ABOUT THIS EXERCISE:
The response must consist of the lines below from the one with "owners: impl Iterator<Item" through the one with "let r = *assignment", exactly as they appear and with both ends kept.

[Stored data]
******************************

//! Halo schedule and the reusable two-phase exchange built on it.
//!
//! A [`HaloSchedule`] is derived once per part: for every neighbour rank, the
//! ordered list of local cells whose payload is sent there and the ordered
//! list of ghost cells filled from there. Both lists are in ascending
//! GlobalId order, so rank A's send list for B and B's receive list for A
//! name the same cells in the same order. Payloads therefore carry no ids.
//!
//! A [`HaloChannel`] owns pre-sized buffers for one fixed payload width and
//! runs the exchange in two steps:
//!
//! 1. [`HaloChannel::share`] packs and posts non-blocking sends and receives;
//! 2. [`HaloChannel::update`] waits, checks sizes and unpacks into ghosts.
//!
//! Work placed between the two overlaps with communication.

use crate::algs::communicator::{CommTag, Communicator, Wait};
use crate::algs::wire::{
    SetupStatus, WireWord, cast_slice, cast_slice_mut, decode_vec, expect_exact_len,
};
use crate::data::Scalar;
use crate::mesh_error::MeshPartError;
use crate::topology::ids::{GlobalId, LocalId};
use std::collections::BTreeMap;

/// Per-neighbour pack and unpack order, fixed at setup.
#[derive(Clone, Debug, Default, PartialEq, Eq)]
pub struct HaloSchedule {
    send: BTreeMap<usize, Vec<LocalId>>,
    recv: BTreeMap<usize, Vec<LocalId>>,
}

impl HaloSchedule {
    /// Build from per-rank lists. Empty lists are dropped, so a rank is a
    /// neighbour only if something actually travels.
    pub fn new(
        send: BTreeMap<usize, Vec<LocalId>>,
        recv: BTreeMap<usize, Vec<LocalId>>,
    ) -> Self {
        let keep = |m: BTreeMap<usize, Vec<LocalId>>| {
            m.into_iter().filter(|(_, v)| !v.is_empty()).collect()
        };
        Self {
            send: keep(send),
            recv: keep(recv),
        }
    }

    /// Every rank this part sends to or receives from, ascending.
    pub fn neighbors(&self) -> Vec<usize> {
        let mut n: Vec<usize> = self.send.keys().chain(self.recv.keys()).copied().collect();
        n.sort_unstable();
        n.dedup();
        n
    }

    pub fn send_list(&self, rank: usize) -> &[LocalId] {
        self.send.get(&rank).map(Vec::as_slice).unwrap_or(&[])
    }

    pub fn recv_list(&self, rank: usize) -> &[LocalId] {
        self.recv.get(&rank).map(Vec::as_slice).unwrap_or(&[])
    }

    pub fn sends(&self) -> impl Iterator<Item = (usize, &[LocalId])> {
        self.send.iter().map(|(r, v)| (*r, v.as_slice()))
    }

    pub fn recvs(&self) -> impl Iterator<Item = (usize, &[LocalId])> {
        self.recv.iter().map(|(r, v)| (*r, v.as_slice()))
    }

    pub fn count_sent_cells(&self) -> usize {
        self.send.values().map(Vec::len).sum()
    }

    pub fn count_received_cells(&self) -> usize {
        self.recv.values().map(Vec::len).sum()
    }

    /// Exchange send-list GlobalIds with every neighbour and compare them
    /// against the local receive lists.
    ///
    /// Each message leads with `status`. A neighbour that reports
    /// [`SetupStatus::Failed`] yields [`MeshPartError::CommError`]; otherwise
    /// [`MeshPartError::HaloOrderMismatch`] names the first position where
    /// the two sides disagree. Lists are only compared when `status` is
    /// ready. Every posted message is drained before returning, whatever the
    /// outcome.
    pub fn verify_order<C, F>(
        &self,
        comm: &C,
        tag: CommTag,
        status: SetupStatus,
        gid_of: F,
    ) -> Result<(), MeshPartError>
    where
        C: Communicator,
        F: Fn(LocalId) -> GlobalId,
    {
        let mut sends = Vec::with_capacity(self.send.len());
        for (&rank, list) in &self.send {
            let words: Vec<WireWord> = std::iter::once(status.word())
                .chain(list.iter().map(|&l| WireWord::of(gid_of(l).get())))
                .collect();
            sends.push(comm.isend(rank, tag.as_u16(), cast_slice(&words)));
        }
        let mut recvs = Vec::with_capacity(self.recv.len());
        for (&rank, list) in &self.recv {
            let mut buf = vec![WireWord::of(0); list.len() + 1];
            recvs.push((rank, comm.irecv(rank, tag.as_u16(), cast_slice_mut(&mut buf))));
        }

        let mut first_err = None;
        for (rank, h) in recvs {
            let data = h.wait();
            if first_err.is_some() {
                continue;
            }
            let comm_err = |e: String| MeshPartError::CommError {
                neighbor: rank,
                source: e.into(),
            };
            let Some(data) = data else {
                first_err = Some(comm_err("no handshake message received".into()));
                continue;
            };
            let words = match decode_vec::<WireWord>(&data) {
                Ok(w) => w,
                Err(e) => {
                    first_err = Some(comm_err(e));
                    continue;
                }
            };
            let theirs = match SetupStatus::split(&words) {
                Ok((SetupStatus::Ready, body)) => body,
                Ok((SetupStatus::Failed, _)) => {
                    first_err = Some(comm_err(format!("rank {rank} failed during setup")));
                    continue;
                }
                Err(e) => {
                    first_err = Some(comm_err(e));
                    continue;
                }
            };
            if status == SetupStatus::Failed {
                continue;
            }
            let mine = self.recv_list(rank);
            let position = mine
                .iter()
                .zip(theirs)
                .position(|(&l, w)| gid_of(l).get() != w.get())
                .or_else(|| (mine.len() != theirs.len()).then(|| mine.len().min(theirs.len())));
            if let Some(position) = position {
                first_err = Some(MeshPartError::HaloOrderMismatch {
                    neighbor: rank,
                    position,
                });
            }
        }
        for h in sends {
            h.wait();
        }
        match first_err {
            Some(e) => Err(e),
            None => Ok(()),
        }
    }
}

enum ExchangeState<C: Communicator> {
    Idle,
    InFlight {
        sends: Vec<C::SendHandle>,
        recvs: Vec<(usize, C::RecvHandle)>,
    },
}

/// One fixed-width halo exchange over a [`HaloSchedule`].
///
/// Buffers are allocated once in [`HaloChannel::new`]; each `share`/`update`
/// cycle reuses them.
pub struct HaloChannel<C: Communicator, T: Scalar> {
    width: usize,
    tag: CommTag,
    send_bufs: BTreeMap<usize, Vec<T>>,
    recv_bufs: BTreeMap<usize, Vec<T>>,
    state: ExchangeState<C>,
}

impl<C: Communicator, T: Scalar> std::fmt::Debug for HaloChannel<C, T> {
    fn fmt(&self, f: &mut std::fmt::Formatter<'_>) -> std::fmt::Result {
        f.debug_struct("HaloChannel")
            .field("width", &self.width)
            .field("tag", &self.tag)
            .field("in_flight", &self.is_in_flight())
            .finish()
    }
}

impl<C: Communicator, T: Scalar> HaloChannel<C, T> {
    /// Size the buffers for `width` scalars per cell.
    pub fn new(schedule: &HaloSchedule, width: usize, tag: CommTag) -> Self {
        let sized = |(rank, list): (usize, &[LocalId])| {
            (rank, vec![T::default(); list.len() * width])
        };
        Self {
            width,
            tag,
            send_bufs: schedule.sends().map(sized).collect(),
            recv_bufs: schedule.recvs().map(sized).collect(),
            state: ExchangeState::Idle,
        }
    }

    #[inline]
    pub fn width(&self) -> usize {
        self.width
    }

    #[inline]
    pub fn tag(&self) -> CommTag {
        self.tag
    }

    #[inline]
    pub fn is_in_flight(&self) -> bool {
        matches!(self.state, ExchangeState::InFlight { .. })
    }

    /// Pack every send-list cell with `pack` and post all sends and receives.
    ///
    /// `pack` receives each cell's LocalId and its `width`-long slot in the
    /// send buffer. Never blocks.
    pub fn share<F>(
        &mut self,
        comm: &C,
        schedule: &HaloSchedule,
        mut pack: F,
    ) -> Result<(), MeshPartError>
    where
        F: FnMut(LocalId, &mut [T]),
    {
        if self.is_in_flight() {
            return Err(MeshPartError::ExchangeInFlight);
        }
        let w = self.width;
        let mut sends = Vec::with_capacity(self.send_bufs.len());
        for (&rank, buf) in self.send_bufs.iter_mut() {
            for (slot, &lid) in buf.chunks_exact_mut(w.max(1)).zip(schedule.send_list(rank)) {
                pack(lid, slot);
            }
            sends.push(comm.isend(rank, self.tag.as_u16(), cast_slice(buf.as_slice())));
        }
        let mut recvs = Vec::with_capacity(self.recv_bufs.len());
        for (&rank, buf) in self.recv_bufs.iter_mut() {
            recvs.push((rank, comm.irecv(rank, self.tag.as_u16(), cast_slice_mut(buf))));
        }
        log::trace!(
            "halo tag {}: shared with {} ranks, expecting {}",
            self.tag.as_u16(),
            sends.len(),
            recvs.len()
        );
        self.state = ExchangeState::InFlight { sends, recvs };
        Ok(())
    }

    /// Wait for the exchange started by [`share`](Self::share) and hand each
    /// ghost's received slot to `unpack`.
    ///
    /// On a transport failure every outstanding handle is still drained, the
    /// channel returns to idle and nothing is unpacked.
    pub fn update<F>(&mut self, schedule: &HaloSchedule, mut unpack: F) -> Result<(), MeshPartError>
    where
        F: FnMut(LocalId, &[T]),
    {
        let (sends, recvs) = match std::mem::replace(&mut self.state, ExchangeState::Idle) {
            ExchangeState::Idle => return Err(MeshPartError::ExchangeIdle),
            ExchangeState::InFlight { sends, recvs } => (sends, recvs),
        };

        let mut first_err = None;
        for (rank, h) in recvs {
            let data = h.wait();
            if first_err.is_some() {
                continue;
            }
            let Some(buf) = self.recv_bufs.get_mut(&rank) else {
                continue;
            };
            let bytes = cast_slice_mut(buf);
            match data {
                None => {
                    first_err = Some(MeshPartError::CommError {
                        neighbor: rank,
                        source: "no halo message received".into(),
                    });
                }
                Some(data) => match expect_exact_len(data.len(), bytes.len()) {
                    Ok(()) => bytes.copy_from_slice(&data),
                    Err(e) => {
                        first_err = Some(MeshPartError::CommError {
                            neighbor: rank,
                            source: e.into(),
                        });
                    }
                },
            }
        }
        for h in sends {
            h.wait();
        }
        if let Some(e) = first_err {
            log::warn!("halo tag {}: exchange drained after error: {e}", self.tag.as_u16());
            return Err(e);
        }

        let w = self.width;
        for (&rank, buf) in &self.recv_bufs {
            for (slot, &lid) in buf.chunks_exact(w.max(1)).zip(schedule.recv_list(rank)) {
                unpack(lid, slot);
            }
        }
        log::trace!("halo tag {}: updated", self.tag.as_u16());
        Ok(())
    }
}
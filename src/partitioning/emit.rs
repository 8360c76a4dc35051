//! Produce every rank's [`PartitionDescription`] from a cell-to-rank
//! assignment over an [`InMemoryMesh`].
//!
//! The assignment comes from any graph partitioner; this module only does
//! the deterministic bookkeeping. Each rank's cells must form one contiguous
//! element range per section (renumber the mesh first if they do not). A
//! node belongs to the lowest rank among the cells using it, and a boundary
//! face belongs to the rank owning the cell that holds it.

use crate::io::mesh::InMemoryMesh;
use crate::mesh_error::MeshPartError;
use crate::partitioning::description::{
    ElementRange, GhostPair, LocalPair, NodeRange, NodeRecv, NodeSend, PartitionDescription,
};
use crate::topology::ids::{GlobalId, NodeIndex};
use hashbrown::{HashMap, HashSet};
use itertools::Itertools;
use std::collections::BTreeSet;
use std::path::Path;

struct CellRec<'m> {
    gid: GlobalId,
    zone: usize,
    nodes: &'m [u64],
    rank: usize,
}

/// Zone plus sorted node list: identifies a face regardless of orientation.
type FaceKey = (usize, Vec<u64>);

fn face_key(zone: usize, nodes: impl Iterator<Item = u64>) -> FaceKey {
    (zone, nodes.sorted_unstable().collect())
}

/// Split a run of `(element, rank)` into one range per rank.
fn contiguous_ranges(
    zone: usize,
    section: usize,
    owners: impl Iterator<Item = (u64, usize)>,
    out: &mut [PartitionDescription],
    pick: fn(&mut PartitionDescription) -> &mut Vec<ElementRange>,
) -> Result<(), MeshPartError> {
    let mut seen = HashSet::new();
    for (rank, run) in &owners.chunk_by(|&(_, r)| r) {
        let run: Vec<u64> = run.map(|(e, _)| e).collect();
        if !seen.insert(rank) {
            return Err(MeshPartError::NonContiguousOwnership {
                rank,
                zone,
                section,
            });
        }
        let (Some(&head), Some(&last)) = (run.first(), run.last()) else {
            continue;
        };
        pick(&mut out[rank]).push(ElementRange {
            zone,
            section,
            head,
            tail: last + 1,
        });
    }
    Ok(())
}

/// Build the description of every rank.
///
/// `assignment[g]` is the rank owning the cell whose GlobalId is `g`.
pub fn describe(
    mesh: &InMemoryMesh,
    assignment: &[usize],
    n_ranks: usize,
) -> Result<Vec<PartitionDescription>, MeshPartError> {
    mesh.validate()?;
    let mut out = vec![PartitionDescription::default(); n_ranks];
    let rank_of = |gid: GlobalId| -> Result<usize, MeshPartError> {
        let r = *assignment
            .get(gid.get() as usize)
            .ok_or(MeshPartError::UnknownCell(gid))?;
        if r >= n_ranks {
            return Err(MeshPartError::InvalidMesh(format!(
                "cell {gid} assigned to rank {r} of {n_ranks}"
            )));
        }
        Ok(r)
    };

    // cells, owned cell ranges, and the face map
    let mut cells: Vec<CellRec> = Vec::new();
    let mut faces: HashMap<FaceKey, Vec<usize>> = HashMap::new();
    for (z, zone) in mesh.zones.iter().enumerate() {
        let zone_no = z + 1;
        for (s, sect) in zone.sections.iter().enumerate() {
            if !mesh.is_cell_kind(sect.kind) {
                continue;
            }
            let first_cell = cells.len();
            for (i, &gid) in sect.cell_ids.iter().enumerate() {
                let nodes = sect.nodes_of(sect.first + i as u64);
                let c = cells.len();
                for local in sect.kind.local_faces() {
                    let key = face_key(zone_no, local.iter().map(|&k| nodes[k]));
                    faces.entry(key).or_default().push(c);
                }
                cells.push(CellRec {
                    gid,
                    zone: zone_no,
                    nodes,
                    rank: rank_of(gid)?,
                });
            }
            let owners = cells[first_cell..]
                .iter()
                .enumerate()
                .map(|(i, c)| (sect.first + i as u64, c.rank));
            contiguous_ranges(zone_no, s + 1, owners, &mut out, |d| &mut d.cell_ranges)?;
        }
    }

    // adjacency; every rank records its own cell as the holder
    let mut ghosts: Vec<BTreeSet<usize>> = vec![BTreeSet::new(); n_ranks];
    let mut pairs: Vec<(usize, usize)> = faces
        .values()
        .filter(|owners| owners.len() == 2)
        .map(|o| (o[0], o[1]))
        .collect();
    pairs.sort_unstable_by_key(|&(a, b)| {
        let (ga, gb) = (cells[a].gid, cells[b].gid);
        (ga.min(gb), ga.max(gb))
    });
    for (a, b) in pairs {
        let (ca, cb) = (&cells[a], &cells[b]);
        if ca.rank == cb.rank {
            let (holder, sharer) = if ca.gid < cb.gid { (ca, cb) } else { (cb, ca) };
            out[ca.rank].local_pairs.push(LocalPair {
                holder: holder.gid,
                sharer: sharer.gid,
            });
        } else {
            for (mine, theirs, theirs_idx) in [(ca, cb, b), (cb, ca, a)] {
                out[mine.rank].ghost_pairs.push(GhostPair {
                    rank: theirs.rank,
                    holder: mine.gid,
                    sharer: theirs.gid,
                    holder_npe: mine.nodes.len(),
                    sharer_npe: theirs.nodes.len(),
                });
                ghosts[mine.rank].insert(theirs_idx);
            }
        }
    }

    // node ownership and node exchange lists
    for (z, zone) in mesh.zones.iter().enumerate() {
        let zone_no = z + 1;
        let n_nodes = zone.coordinates.len();
        let mut owner = vec![usize::MAX; n_nodes];
        for c in cells.iter().filter(|c| c.zone == zone_no) {
            for &n in c.nodes {
                let o = &mut owner[(n - 1) as usize];
                *o = (*o).min(c.rank);
            }
        }
        // nodes used by no cell stay with rank 0
        for o in owner.iter_mut().filter(|o| **o == usize::MAX) {
            *o = 0;
        }
        for (rank, run) in &owner.iter().enumerate().chunk_by(|&(_, &r)| r) {
            let run: Vec<usize> = run.map(|(n, _)| n).collect();
            if let (Some(&head), Some(&last)) = (run.first(), run.last()) {
                out[rank].node_ranges.push(NodeRange {
                    zone: zone_no,
                    head: head as u64 + 1,
                    tail: last as u64 + 2,
                });
            }
        }

        for rank in 0..n_ranks {
            let needed: BTreeSet<u64> = cells
                .iter()
                .enumerate()
                .filter(|(i, c)| c.zone == zone_no && (c.rank == rank || ghosts[rank].contains(i)))
                .flat_map(|(_, c)| c.nodes.iter().copied())
                .filter(|&n| owner[(n - 1) as usize] != rank)
                .collect();
            for n in needed {
                let from = owner[(n - 1) as usize];
                let gid = zone.node_ids[(n - 1) as usize];
                out[rank].nodes_to_recv.push(NodeRecv {
                    rank: from,
                    node: gid,
                    index: NodeIndex::new(zone_no, n),
                });
                out[from].nodes_to_send.push(NodeSend { rank, node: gid });
            }
        }
    }
    for d in &mut out {
        d.nodes_to_send.sort_unstable_by_key(|s| (s.rank, s.node));
        d.nodes_to_send.dedup();
        d.nodes_to_recv.sort_unstable_by_key(|r| (r.rank, r.node));
        d.ghost_pairs
            .sort_unstable_by_key(|p| (p.rank, p.holder, p.sharer));
    }

    // boundary faces follow their holders
    for (z, zone) in mesh.zones.iter().enumerate() {
        let zone_no = z + 1;
        for (s, sect) in zone.sections.iter().enumerate() {
            if mesh.is_cell_kind(sect.kind) {
                continue;
            }
            let owners = (0..sect.count())
                .map(|i| {
                    let element = sect.first + i;
                    let key = face_key(zone_no, sect.nodes_of(element).iter().copied());
                    faces
                        .get(&key)
                        .and_then(|o| o.first())
                        .map(|&c| (element, cells[c].rank))
                        .ok_or_else(|| MeshPartError::NoBoundaryHolder {
                            section: sect.name.clone(),
                            face: element as usize,
                        })
                })
                .collect::<Result<Vec<_>, _>>()?;
            contiguous_ranges(zone_no, s + 1, owners.into_iter(), &mut out, |d| {
                &mut d.boundary_ranges
            })?;
        }
    }

    for (rank, d) in out.iter().enumerate() {
        log::debug!(
            "rank {rank}: {} cell ranges, {} local pairs, {} ghost pairs, {} nodes in",
            d.cell_ranges.len(),
            d.local_pairs.len(),
            d.ghost_pairs.len(),
            d.nodes_to_recv.len()
        );
    }
    Ok(out)
}

/// Write every rank's description under `{directory}/partition/`.
pub fn write_all(
    directory: impl AsRef<Path>,
    descriptions: &[PartitionDescription],
) -> Result<(), MeshPartError> {
    for (rank, d) in descriptions.iter().enumerate() {
        d.write_for_rank(directory.as_ref(), rank)?;
    }
    Ok(())
}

******************************

ANSWER TO THIS PROBLEM:
    owners: impl Iterator<Item = (u64, usize)>,
    out: &mut [PartitionDescription],
    pick: fn(&mut PartitionDescription) -> &mut Vec<ElementRange>,
) -> Result<(), MeshPartError> {
    let mut seen = HashSet::new();
    for (rank, run) in &owners.chunk_by(|&(_, r)| r) {
        let run: Vec<u64> = run.map(|(e, _)| e).collect();
        if !seen.insert(rank) {
            return Err(MeshPartError::NonContiguousOwnership {
                rank,
                zone,
                section,
            });
        }
        let (Some(&head), Some(&last)) = (run.first(), run.last()) else {
            continue;
        };
        pick(&mut out[rank]).push(ElementRange {
            zone,
            section,
            head,
            tail: last + 1,
        });
    }
    Ok(())
}

/// Build the description of every rank.
///
/// `assignment[g]` is the rank owning the cell whose GlobalId is `g`.
pub fn describe(
    mesh: &InMemoryMesh,
    assignment: &[usize],
    n_ranks: usize,
) -> Result<Vec<PartitionDescription>, MeshPartError> {
    mesh.validate()?;
    let mut out = vec![PartitionDescription::default(); n_ranks];
    let rank_of = |gid: GlobalId| -> Result<usize, MeshPartError> {
        let r = *assignment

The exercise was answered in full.